• Work item
Every record has to be written out exactly, with no line missing.

(Stored data)
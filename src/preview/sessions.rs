//! Preview sessions served over HTTP.
//!
//! Each session owns one [`PreviewHost`], so a refresh replaces that
//! session's frame instead of adding another. The number of sessions is
//! bounded; creating one past the limit tears down the least recently used.

use std::collections::HashMap;
use std::sync::Arc;
use std::time::Duration;

use chrono::{DateTime, Utc};
use serde::Serialize;
use serde_json::Value;
use tokio::sync::RwLock;
use uuid::Uuid;

use super::composer::Composer;
use super::frame::{FrameId, FrameRegistry, SandboxPolicy};
use super::host::{PreviewHost, PreviewState};
use super::{DependencyMap, FileSet};
use crate::error::PreviewError;

/// Default maximum number of live sessions.
pub const DEFAULT_MAX_SESSIONS: usize = 32;

/// How long [`PreviewSessions::settle`] waits for a load to finish.
const SETTLE_TIMEOUT: Duration = Duration::from_secs(10);

pub type SessionId = Uuid;

/// Snapshot of one session.
#[derive(Debug, Clone, PartialEq, Eq, Serialize)]
pub struct SessionStatus {
    pub session_id: SessionId,
    pub state: PreviewState,
    pub frame_id: Option<FrameId>,
    pub height: u32,
}

struct Entry {
    host: Arc<PreviewHost>,
    touched_at: DateTime<Utc>,
}

/// Bounded set of [`PreviewHost`]s publishing into one [`FrameRegistry`].
#[derive(Clone)]
pub struct PreviewSessions {
    sessions: Arc<RwLock<HashMap<SessionId, Entry>>>,
    frames: FrameRegistry,
    composer: Composer,
    policy: SandboxPolicy,
    max_sessions: usize,
}

impl PreviewSessions {
    pub fn new(frames: FrameRegistry, policy: SandboxPolicy) -> Self {
        Self {
            sessions: Arc::new(RwLock::new(HashMap::new())),
            frames,
            composer: Composer::new().with_resize_bridge(true),
            policy,
            max_sessions: DEFAULT_MAX_SESSIONS,
        }
    }

    pub fn with_max_sessions(mut self, max_sessions: usize) -> Self {
        self.max_sessions = max_sessions.max(1);
        self
    }

    pub fn frames(&self) -> &FrameRegistry {
        &self.frames
    }

    pub fn policy(&self) -> &SandboxPolicy {
        &self.policy
    }

    pub async fn len(&self) -> usize {
        self.sessions.read().await.len()
    }

    pub async fn is_empty(&self) -> bool {
        self.sessions.read().await.is_empty()
    }

    /// Start a session showing `files` and `deps`.
    pub async fn create(&self, files: FileSet, deps: DependencyMap) -> (SessionId, FrameId) {
        let host = Arc::new(
            PreviewHost::new(Arc::new(self.frames.clone()))
                .with_policy(self.policy.clone())
                .with_composer(self.composer.clone()),
        );
        let session_id = Uuid::new_v4();

        let evicted = {
            let mut sessions = self.sessions.write().await;
            let evicted = if sessions.len() >= self.max_sessions {
                let oldest = sessions
                    .iter()
                    .min_by_key(|(_, entry)| entry.touched_at)
                    .map(|(id, _)| *id);
                oldest.and_then(|id| sessions.remove(&id).map(|entry| (id, entry.host)))
            } else {
                None
            };
            sessions.insert(
                session_id,
                Entry {
                    host: Arc::clone(&host),
                    touched_at: Utc::now(),
                },
            );
            evicted
        };

        if let Some((id, old)) = evicted {
            tracing::info!(session_id = %id, "Evicting least recently used preview session");
            old.teardown().await;
        }

        let frame_id = host.refresh(files, deps).await;
        tracing::debug!(session_id = %session_id, frame_id = %frame_id, "Created preview session");
        (session_id, frame_id)
    }

    /// Replace a session's preview. The previous frame is unpublished.
    pub async fn refresh(
        &self,
        id: SessionId,
        files: FileSet,
        deps: DependencyMap,
    ) -> Result<FrameId, PreviewError> {
        let host = self.touch(id).await?;
        Ok(host.refresh(files, deps).await)
    }

    /// Reload a session with its most recent inputs.
    pub async fn retry(&self, id: SessionId) -> Result<Option<FrameId>, PreviewError> {
        let host = self.touch(id).await?;
        Ok(host.retry().await)
    }

    /// Deliver a message posted by frame `source` to session `id`.
    pub async fn deliver(
        &self,
        id: SessionId,
        source: FrameId,
        message: &Value,
    ) -> Result<bool, PreviewError> {
        let host = self.touch(id).await?;
        Ok(host.handle_message(source, message).await)
    }

    pub async fn status(&self, id: SessionId) -> Result<SessionStatus, PreviewError> {
        let host = self.host(id).await?;
        Ok(SessionStatus {
            session_id: id,
            state: host.state(),
            frame_id: host.current_frame().await.map(|frame| frame.id),
            height: host.height().await,
        })
    }

    /// Wait until `frame_id` is no longer loading, then report the session.
    pub async fn settle(
        &self,
        id: SessionId,
        frame_id: FrameId,
    ) -> Result<SessionStatus, PreviewError> {
        let host = self.host(id).await?;
        let mut states = host.subscribe();
        let timed_out = tokio::time::timeout(
            SETTLE_TIMEOUT,
            states.wait_for(|state| {
                !matches!(state, PreviewState::Loading { frame_id: loading, .. } if *loading == frame_id)
            }),
        )
        .await
        .is_err();
        if timed_out {
            tracing::warn!(session_id = %id, frame_id = %frame_id, "Preview still loading");
        }
        self.status(id).await
    }

    /// Tear a session down and forget it.
    pub async fn close(&self, id: SessionId) -> Result<(), PreviewError> {
        let entry = self
            .sessions
            .write()
            .await
            .remove(&id)
            .ok_or(PreviewError::SessionNotFound { id })?;
        entry.host.teardown().await;
        tracing::debug!(session_id = %id, "Closed preview session");
        Ok(())
    }

    async fn host(&self, id: SessionId) -> Result<Arc<PreviewHost>, PreviewError> {
        self.sessions
            .read()
            .await
            .get(&id)
            .map(|entry| Arc::clone(&entry.host))
            .ok_or(PreviewError::SessionNotFound { id })
    }

    async fn touch(&self, id: SessionId) -> Result<Arc<PreviewHost>, PreviewError> {
        let mut sessions = self.sessions.write().await;
        let entry = sessions
            .get_mut(&id)
            .ok_or(PreviewError::SessionNotFound { id })?;
        entry.touched_at = Utc::now();
        Ok(Arc::clone(&entry.host))
    }
}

• Exercise result
filename src/preview/sessions.rs
//! Preview sessions served over HTTP.
//!
//! Each session owns one [`PreviewHost`], so a refresh replaces that
//! session's frame instead of adding another. The number of sessions is
//! bounded; creating one past the limit tears down the least recently used.

use std::collections::HashMap;
use std::sync::Arc;
use std::time::Duration;

use chrono::{DateTime, Utc};
use serde::Serialize;
use serde_json::Value;
use tokio::sync::RwLock;
use uuid::Uuid;

use super::composer::Composer;
use super::frame::{FrameId, FrameRegistry, SandboxPolicy};
use super::host::{PreviewHost, PreviewState};
use super::{DependencyMap, FileSet};
use crate::error::PreviewError;

/// Default maximum number of live sessions.
pub const DEFAULT_MAX_SESSIONS: usize = 32;

/// How long [`PreviewSessions::settle`] waits for a load to finish.
const SETTLE_TIMEOUT: Duration = Duration::from_secs(10);

pub type SessionId = Uuid;

/// Snapshot of one session.
#[derive(Debug, Clone, PartialEq, Eq, Serialize)]
pub struct SessionStatus {
    pub session_id: SessionId,
    pub state: PreviewState,
    pub frame_id: Option<FrameId>,
    pub height: u32,
}

struct Entry {
    host: Arc<PreviewHost>,
    touched_at: DateTime<Utc>,
}

/// Bounded set of [`PreviewHost`]s publishing into one [`FrameRegistry`].
#[derive(Clone)]
pub struct PreviewSessions {
    sessions: Arc<RwLock<HashMap<SessionId, Entry>>>,
    frames: FrameRegistry,
    composer: Composer,
    policy: SandboxPolicy,
    max_sessions: usize,
}

impl PreviewSessions {
    pub fn new(frames: FrameRegistry, policy: SandboxPolicy) -> Self {
        Self {
            sessions: Arc::new(RwLock::new(HashMap::new())),
            frames,
            composer: Composer::new().with_resize_bridge(true),
            policy,
            max_sessions: DEFAULT_MAX_SESSIONS,
        }
    }

    pub fn with_max_sessions(mut self, max_sessions: usize) -> Self {
        self.max_sessions = max_sessions.max(1);
        self
    }

    pub fn frames(&self) -> &FrameRegistry {
        &self.frames
    }

    pub fn policy(&self) -> &SandboxPolicy {
        &self.policy
    }

    pub async fn len(&self) -> usize {
        self.sessions.read().await.len()
    }

    pub async fn is_empty(&self) -> bool {
        self.sessions.read().await.is_empty()
    }

    /// Start a session showing `files` and `deps`.
    pub async fn create(&self, files: FileSet, deps: DependencyMap) -> (SessionId, FrameId) {
        let host = Arc::new(
            PreviewHost::new(Arc::new(self.frames.clone()))
                .with_policy(self.policy.clone())
                .with_composer(self.composer.clone()),
        );
        let session_id = Uuid::new_v4();

        let evicted = {
            let mut sessions = self.sessions.write().await;
            let evicted = if sessions.len() >= self.max_sessions {
                let oldest = sessions
                    .iter()
                    .min_by_key(|(_, entry)| entry.touched_at)
                    .map(|(id, _)| *id);
                oldest.and_then(|id| sessions.remove(&id).map(|entry| (id, entry.host)))
            } else {
                None
            };
            sessions.insert(
                session_id,
                Entry {
                    host: Arc::clone(&host),
                    touched_at: Utc::now(),
                },
            );
            evicted
        };

        if let Some((id, old)) = evicted {
            tracing::info!(session_id = %id, "Evicting least recently used preview session");
            old.teardown().await;
        }

        let frame_id = host.refresh(files, deps).await;
        tracing::debug!(session_id = %session_id, frame_id = %frame_id, "Created preview session");
        (session_id, frame_id)
    }

    /// Replace a session's preview. The previous frame is unpublished.
    pub async fn refresh(
        &self,
        id: SessionId,
        files: FileSet,
        deps: DependencyMap,
    ) -> Result<FrameId, PreviewError> {
        let host = self.touch(id).await?;
        Ok(host.refresh(files, deps).await)
    }

    /// Reload a session with its most recent inputs.
    pub async fn retry(&self, id: SessionId) -> Result<Option<FrameId>, PreviewError> {
        let host = self.touch(id).await?;
        Ok(host.retry().await)
    }

    /// Deliver a message posted by frame `source` to session `id`.
    pub async fn deliver(
        &self,
        id: SessionId,
        source: FrameId,
        message: &Value,
    ) -> Result<bool, PreviewError> {
        let host = self.touch(id).await?;
        Ok(host.handle_message(source, message).await)
    }

    pub async fn status(&self, id: SessionId) -> Result<SessionStatus, PreviewError> {
        let host = self.host(id).await?;
        Ok(SessionStatus {
            session_id: id,
            state: host.state(),
            frame_id: host.current_frame().await.map(|frame| frame.id),
            height: host.height().await,
        })
    }

    /// Wait until `frame_id` is no longer loading, then report the session.
    pub async fn settle(
        &self,
        id: SessionId,
        frame_id: FrameId,
    ) -> Result<SessionStatus, PreviewError> {
        let host = self.host(id).await?;
        let mut states = host.subscribe();
        let timed_out = tokio::time::timeout(
            SETTLE_TIMEOUT,
            states.wait_for(|state| {
                !matches!(state, PreviewState::Loading { frame_id: loading, .. } if *loading == frame_id)
            }),
        )
        .await
        .is_err();
        if timed_out {
            tracing::warn!(session_id = %id, frame_id = %frame_id, "Preview still loading");
        }
        self.status(id).await
    }

    /// Tear a session down and forget it.
    pub async fn close(&self, id: SessionId) -> Result<(), PreviewError> {
        let entry = self
            .sessions
            .write()
            .await
            .remove(&id)
            .ok_or(PreviewError::SessionNotFound { id })?;
        entry.host.teardown().await;
        tracing::debug!(session_id = %id, "Closed preview session");
        Ok(())
    }

    async fn host(&self, id: SessionId) -> Result<Arc<PreviewHost>, PreviewError> {
        self.sessions
            .read()
            .await
            .get(&id)
            .map(|entry| Arc::clone(&entry.host))
            .ok_or(PreviewError::SessionNotFound { id })
    }

    async fn touch(&self, id: SessionId) -> Result<Arc<PreviewHost>, PreviewError> {
        let mut sessions = self.sessions.write().await;
        let entry = sessions
            .get_mut(&id)
            .ok_or(PreviewError::SessionNotFound { id })?;
        entry.touched_at = Utc::now();
        Ok(Arc::clone(&entry.host))
    }
}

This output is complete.